In eine solche Punschrunde passt auch „Der goldene Topf“, ein Kunstmärchen Hoffmanns, das 1814 erschien. Die reale Welt des bürgerlichen Dresdens überschneidet sich hier mit der Fantasiewelt Atlantis. Das Verhältnis zwischen Fantasie und Realität ist folglich ein zentrales Thema der Handlung.

Kurz zusammengefasst: Der Student Anselmus verliebt sich in die Schlange Serpentina, Tochter eines mächtigen Zauberers, der einst ein Salamander in Atlantis war. Heute ist er Archivar und Anselmus und Serpentina arbeiten zusammen an wertvollen Dokumenten für ihn. Eines Tages erzählt Serpentina über ihren Vater: „Im Garten des Geisterfürsten Phosphorus traf er einmal eine grüne Schlange, entbrannte in Liebe zu ihr und wollte sie heiraten. Doch Phosphorus riet ihm davon ab: Die Schlange werde sich in ein Luftwesen verwandeln und davonfliegen. Der Salamander ignorierte die Warnung. Als dann die Prophezeiung des Phosphorus tatsächlich eintrat, brannte er aus Verzweiflung über die verlorene Liebe den Garten des Geisterfürsten nieder. Zur Strafe verbannte ihn Phosphorus auf die Erde zu den Menschen. Dort bekam er drei Töchter mit jener grünen Schlange. Diese singen stets im Frühjahr in Holunderbüschen, wo sie darauf warten, von Jünglingen mit kindlich poetischem Gemüt gehört zu werden.
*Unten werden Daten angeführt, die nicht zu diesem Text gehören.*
//! Resolution tree walker.
//!
//! One pass is a depth-first walk over the raw document:
//!
//! 1. Parse the node; a malformed node is recorded and its subtree skipped.
//! 2. Evaluate `when`; a hidden node stops recursion.
//! 3. Resolve layout by class (section / card / organ; leaves have none).
//! 4. Merge the param layer stack, stripping section spacing from config
//!    layers and adding the engine-computed gap.
//! 5. Recurse into `items` (expanded to cards) or `children`, threading the
//!    nearest section as context for descendant cards.
//!
//! The output depends only on the `ResolutionInput` and `ResolverConfig`.
//! The audit sink is write-only.

use crate::audit::{AuditEvent, AuditSink};
use crate::config::ResolverConfig;
use crate::expand::expand_items;
use crate::layout::{
    resolve_card_layout, resolve_organ_layout, resolve_section_layout, CardLayoutDecision,
};
use crate::merge::{merge_layers, LayerSource, ParamLayer, GAP_KEY};
use crate::model::{
    ChainSource, ChainStep, LayoutRule, Node, NodeClass, Params, ResolutionInput, ResolvedNode,
    SpacingScale,
};
use crate::section_key::SectionKey;
use crate::visibility;
use serde_json::Value;
use std::collections::HashMap;

/// Path of the document root in audit records.
const ROOT_PATH: &str = "$";

/// Position of a section among its sibling sections.
#[derive(Debug, Clone, Copy, PartialEq, Eq)]
pub struct SectionPosition {
    pub index: usize,
    pub total: usize,
}

impl SectionPosition {
    pub const ONLY: SectionPosition = SectionPosition { index: 0, total: 1 };
}

/// Engine-owned gap for a section.
///
/// The lead section of a multi-section run gets one and a half times the
/// base gap of the spacing scale; every other section gets the base gap.
pub fn section_gap(scale: SpacingScale, position: SectionPosition) -> u64 {
    let base = scale.base_gap();
    if position.index == 0 && position.total > 1 {
        base * 3 / 2
    } else {
        base
    }
}

/// Card layout for one section, or the chain checked on a miss.
type CardLayoutOutcome = Result<CardLayoutDecision, Vec<ChainStep>>;

/// Nearest enclosing section, as seen by descendant cards.
#[derive(Debug, Clone)]
struct SectionContext {
    key: String,
    layout_id: String,
}

/// Walker state for a single pass.
pub struct Resolver<'a> {
    input: ResolutionInput<'a>,
    config: &'a ResolverConfig,
    /// Card layout per section key, resolved once per pass.
    card_layouts: HashMap<String, CardLayoutOutcome>,
}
Erst wenn alle drei auf diese Art Liebe finden, wird der Salamander erlöst werden.“

Und bereit sind sie, die Punschrundengäste in E.T.A. Hoffmanns Erzählung „Der goldene Topf“, wie man bei Tanja Rudtke (im Deutschlandfunk von Miriam Zeh 2015 ) nachlesen und nachhören kann, als allesamt durch das bewusstseinserweiternde Getränk völlig außer sich geraten:

„’Salamander – Salamander bezwingt sie alle – alle‘, brüllte der Konrektor Paulmann in höchster Wut; ‚- aber bin ich in einem Tollhause? bin ich selbst toll? – was schwatze ich denn für wahnsitziges Zeig? – ja ich bin auch toll – auch toll!‘ – Damit sprang der Konrektor Paulmann auf, riss sich die Perücke vom Kopfe und schleuderte sie gegen die Stubendecke, dass die gequetschten Locken ächzten und, im gänzlichen Verderben aufgelöst, den Puder weit herumstäubten. Da ergriffen den Student Anselmus und der Registrator Heerbrand die Punschterrine, die Gläser und warfen sie jubelnd und jauchzend an die Stubendecke, dass die Scherben klirrend und klingend herumsprangen.“

Angesichts dieses orgiastischen Punschexzesses sei es nachvollziehbar, warum der Literaturwissenschaftler Bernhard Setzwein Punsch als das „Crystal Speed des Biedermeiers“ bezeichne.